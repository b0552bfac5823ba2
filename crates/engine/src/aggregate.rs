//! Interaction aggregation
//!
//! Collapses cleaned point-of-sale rows into per-(user, item) purchase counts
//! and assigns dense ids. Ids come from [`IdMap`], which enumerates distinct
//! keys in lexicographic order, so the same input always yields the same ids.
//! User ids are shared by every partition; item ids are scoped to one.

use serde::{Deserialize, Serialize};
use std::collections::{BTreeMap, BTreeSet, HashMap};
use std::sync::Arc;
use tracing::{debug, info, warn};
use venue_recs_core::Partition;

/// Cleaned transaction row delivered by ingestion
#[derive(Debug, Clone, PartialEq, Eq, Serialize, Deserialize)]
pub struct TransactionRow {
    /// Opaque, stable customer identifier
    pub user_key: String,
    /// Point-of-sale menu category
    pub item_category: String,
    /// Normalized item name
    pub item_name: String,
}

impl TransactionRow {
    pub fn new(
        user_key: impl Into<String>,
        item_category: impl Into<String>,
        item_name: impl Into<String>,
    ) -> Self {
        Self {
            user_key: user_key.into(),
            item_category: item_category.into(),
            item_name: item_name.into(),
        }
    }
}

/// Arena-style id table: dense ids in stable (sorted) insertion order
#[derive(Debug, Clone, Default, PartialEq, Eq)]
pub struct IdMap {
    keys: Vec<String>,
    index: HashMap<String, usize>,
}

impl IdMap {
    /// Build a map over the distinct keys, ids assigned in lexicographic order
    pub fn from_keys<I, S>(keys: I) -> Self
    where
        I: IntoIterator<Item = S>,
        S: Into<String>,
    {
        let distinct: BTreeSet<String> = keys.into_iter().map(Into::into).collect();
        let keys: Vec<String> = distinct.into_iter().collect();
        let index = keys
            .iter()
            .enumerate()
            .map(|(id, key)| (key.clone(), id))
            .collect();

        Self { keys, index }
    }

    pub fn id_of(&self, key: &str) -> Option<usize> {
        self.index.get(key).copied()
    }

    pub fn key_of(&self, id: usize) -> Option<&str> {
        self.keys.get(id).map(String::as_str)
    }

    pub fn len(&self) -> usize {
        self.keys.len()
    }

    pub fn is_empty(&self) -> bool {
        self.keys.is_empty()
    }

    /// `(id, key)` pairs in id order
    pub fn iter(&self) -> impl Iterator<Item = (usize, &str)> {
        self.keys.iter().enumerate().map(|(id, key)| (id, key.as_str()))
    }
}

/// Aggregated purchase count for one (user, category, item) group
#[derive(Debug, Clone, PartialEq, Eq, Serialize, Deserialize)]
pub struct InteractionRecord {
    pub user_id: usize,
    /// Raw menu category the purchases were recorded under
    pub item_type: String,
    pub item_id: usize,
    pub item_name: String,
    pub count: u32,
}

/// Aggregated records and item ids for one partition
#[derive(Debug, Clone)]
pub struct PartitionTable {
    pub partition: Partition,
    pub items: Arc<IdMap>,
    pub records: Vec<InteractionRecord>,
}

impl PartitionTable {
    pub fn is_empty(&self) -> bool {
        self.records.is_empty()
    }

    /// Total number of purchases in the partition
    pub fn total_count(&self) -> u64 {
        self.records.iter().map(|r| u64::from(r.count)).sum()
    }

    /// Largest user id with at least one purchase here
    pub fn max_user_id(&self) -> Option<usize> {
        self.records.iter().map(|r| r.user_id).max()
    }
}

/// Output of [`aggregate`]: shared user ids plus one table per partition
#[derive(Debug, Clone)]
pub struct AggregatedInteractions {
    pub users: Arc<IdMap>,
    pub food: PartitionTable,
    pub drink: PartitionTable,
    /// Rows dropped because their category maps to no partition
    pub rejected_rows: usize,
}

impl AggregatedInteractions {
    pub fn partition(&self, partition: Partition) -> &PartitionTable {
        match partition {
            Partition::Food => &self.food,
            Partition::Drink => &self.drink,
        }
    }
}

type GroupKey<'a> = (&'a str, &'a str, &'a str);

/// Group rows by (user, category, item) and assign dense ids
///
/// Rows whose category is outside the accepted set are counted in
/// `rejected_rows` and otherwise ignored.
pub fn aggregate(rows: &[TransactionRow]) -> AggregatedInteractions {
    let mut groups: [BTreeMap<GroupKey<'_>, u32>; 2] = [BTreeMap::new(), BTreeMap::new()];
    let mut rejected_rows = 0usize;

    for row in rows {
        let Some(partition) = Partition::from_category(&row.item_category) else {
            rejected_rows += 1;
            continue;
        };
        *groups[slot(partition)]
            .entry((
                row.user_key.as_str(),
                row.item_category.as_str(),
                row.item_name.as_str(),
            ))
            .or_insert(0) += 1;
    }

    if rejected_rows > 0 {
        warn!(
            rejected_rows,
            "Dropped rows with categories outside the food and drink partitions"
        );
    }

    let users = Arc::new(IdMap::from_keys(
        groups
            .iter()
            .flat_map(|g| g.keys().map(|(user, _, _)| *user)),
    ));

    let [food_groups, drink_groups] = groups;
    let food = build_table(Partition::Food, &food_groups, &users);
    let drink = build_table(Partition::Drink, &drink_groups, &users);

    info!(
        rows = rows.len(),
        users = users.len(),
        food_items = food.items.len(),
        drink_items = drink.items.len(),
        "Aggregated interactions"
    );

    AggregatedInteractions {
        users,
        food,
        drink,
        rejected_rows,
    }
}

fn slot(partition: Partition) -> usize {
    match partition {
        Partition::Food => 0,
        Partition::Drink => 1,
    }
}

fn build_table(
    partition: Partition,
    groups: &BTreeMap<GroupKey<'_>, u32>,
    users: &IdMap,
) -> PartitionTable {
    let items = Arc::new(IdMap::from_keys(groups.keys().map(|(_, _, item)| *item)));

    let records: Vec<InteractionRecord> = groups
        .iter()
        .filter_map(|(&(user_key, category, item_name), &count)| {
            Some(InteractionRecord {
                user_id: users.id_of(user_key)?,
                item_type: category.to_string(),
                item_id: items.id_of(item_name)?,
                item_name: item_name.to_string(),
                count,
            })
        })
        .collect();

    debug!(
        %partition,
        records = records.len(),
        items = items.len(),
        "Built partition table"
    );

    PartitionTable {
        partition,
        items,
        records,
    }
}

#[cfg(test)]
mod tests {
    use super::*;

    fn rows() -> Vec<TransactionRow> {
        vec![
            TransactionRow::new("u-bob", "Food", "Nachos"),
            TransactionRow::new("u-bob", "Food", "Nachos"),
            TransactionRow::new("u-amy", "Food", "Hot Dog"),
            TransactionRow::new("u-amy", "Beer - Draft", "IPA"),
            TransactionRow::new("u-cat", "Wine", "Merlot"),
            TransactionRow::new("u-cat", "Modifiers", "No Salsa"),
        ]
    }

    #[test]
    fn test_id_map_is_sorted_and_deduplicated() {
        let map = IdMap::from_keys(["pretzel", "burger", "pretzel", "fries"]);
        assert_eq!(map.len(), 3);
        assert_eq!(map.id_of("burger"), Some(0));
        assert_eq!(map.id_of("fries"), Some(1));
        assert_eq!(map.id_of("pretzel"), Some(2));
        assert_eq!(map.key_of(2), Some("pretzel"));
        assert_eq!(map.key_of(3), None);
        assert_eq!(map.id_of("salad"), None);
    }

    #[test]
    fn test_aggregate_counts_groups() {
        let aggregated = aggregate(&rows());

        assert_eq!(aggregated.rejected_rows, 1);
        assert_eq!(aggregated.food.records.len(), 2);
        assert_eq!(aggregated.food.total_count(), 3);

        let bob = aggregated.users.id_of("u-bob").unwrap();
        let nachos = aggregated
            .food
            .records
            .iter()
            .find(|r| r.user_id == bob)
            .unwrap();
        assert_eq!(nachos.item_name, "Nachos");
        assert_eq!(nachos.count, 2);
    }

    #[test]
    fn test_user_ids_are_shared_across_partitions() {
        let aggregated = aggregate(&rows());

        // u-cat only bought a rejected modifier and a drink; still one shared id space
        assert_eq!(aggregated.users.len(), 3);
        let amy = aggregated.users.id_of("u-amy").unwrap();
        assert!(aggregated.food.records.iter().any(|r| r.user_id == amy));
        assert!(aggregated.drink.records.iter().any(|r| r.user_id == amy));
    }

    #[test]
    fn test_item_ids_are_scoped_per_partition() {
        let aggregated = aggregate(&rows());

        assert_eq!(aggregated.food.items.id_of("Hot Dog"), Some(0));
        assert_eq!(aggregated.food.items.id_of("Nachos"), Some(1));
        assert_eq!(aggregated.drink.items.id_of("IPA"), Some(0));
        assert_eq!(aggregated.drink.items.id_of("Merlot"), Some(1));
        assert_eq!(aggregated.food.items.id_of("IPA"), None);
    }

    #[test]
    fn test_aggregate_is_deterministic() {
        let mut shuffled = rows();
        shuffled.reverse();

        let a = aggregate(&rows());
        let b = aggregate(&shuffled);

        assert_eq!(a.users, b.users);
        assert_eq!(a.food.records, b.food.records);
        assert_eq!(a.drink.records, b.drink.records);
    }

    #[test]
    fn test_aggregate_empty_input() {
        let aggregated = aggregate(&[]);
        assert!(aggregated.users.is_empty());
        assert!(aggregated.food.is_empty());
        assert!(aggregated.drink.is_empty());
        assert_eq!(aggregated.food.max_user_id(), None);
    }
}
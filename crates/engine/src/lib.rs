//! Venue purchase recommendation engine
//!
//! Turns cleaned point-of-sale rows into per-user food and drink
//! recommendations using implicit-feedback alternating least squares.
//!
//! The pipeline per partition:
//!
//! 1. [`aggregate`] rows into (user, item) purchase counts with dense ids
//! 2. [`build_interaction_matrix`] into a sparse item x user confidence matrix
//! 3. [`AlternatingLeastSquares::fit`] latent factors
//! 4. [`Recommender::recommend`] unpurchased items ranked by score
//!
//! [`train_partitions`] runs steps 2 and 3 for every partition, isolating
//! failures so one partition never blocks the other.

pub mod aggregate;
pub mod matrix;
pub mod matrix_factorization;
pub mod pipeline;
pub mod recommendation;

pub use aggregate::{
    aggregate, AggregatedInteractions, IdMap, InteractionRecord, PartitionTable, TransactionRow,
};
pub use matrix::{build_interaction_matrix, CsrView, InteractionMatrix, DEFAULT_ALPHA};
pub use matrix_factorization::{AlsConfig, AlternatingLeastSquares, FactorModel};
pub use pipeline::{
    train_partition, train_partitions, PipelineConfig, TrainedModels, TrainedPartition,
    DEFAULT_TOP_N,
};
pub use recommendation::{Recommendation, Recommender};

pub use venue_recs_core::{Partition, RecommenderError, Result};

___

_What this task involves_:
Starting at the line above that holds "assert_eq!(map.key_of(3), None);" and ending at the line that holds "shuffled.reverse();", transcribe each line exactly and include no other lines.

_Answer section_:
        assert_eq!(map.key_of(3), None);
        assert_eq!(map.id_of("salad"), None);
    }

    #[test]
    fn test_aggregate_counts_groups() {
        let aggregated = aggregate(&rows());

        assert_eq!(aggregated.rejected_rows, 1);
        assert_eq!(aggregated.food.records.len(), 2);
        assert_eq!(aggregated.food.total_count(), 3);

        let bob = aggregated.users.id_of("u-bob").unwrap();
        let nachos = aggregated
            .food
            .records
            .iter()
            .find(|r| r.user_id == bob)
            .unwrap();
        assert_eq!(nachos.item_name, "Nachos");
        assert_eq!(nachos.count, 2);
    }

    #[test]
    fn test_user_ids_are_shared_across_partitions() {
        let aggregated = aggregate(&rows());

        // u-cat only bought a rejected modifier and a drink; still one shared id space
        assert_eq!(aggregated.users.len(), 3);
        let amy = aggregated.users.id_of("u-amy").unwrap();
        assert!(aggregated.food.records.iter().any(|r| r.user_id == amy));
        assert!(aggregated.drink.records.iter().any(|r| r.user_id == amy));
    }

    #[test]
    fn test_item_ids_are_scoped_per_partition() {
        let aggregated = aggregate(&rows());

        assert_eq!(aggregated.food.items.id_of("Hot Dog"), Some(0));
        assert_eq!(aggregated.food.items.id_of("Nachos"), Some(1));
        assert_eq!(aggregated.drink.items.id_of("IPA"), Some(0));
        assert_eq!(aggregated.drink.items.id_of("Merlot"), Some(1));
        assert_eq!(aggregated.food.items.id_of("IPA"), None);
    }

    #[test]
    fn test_aggregate_is_deterministic() {
        let mut shuffled = rows();
        shuffled.reverse();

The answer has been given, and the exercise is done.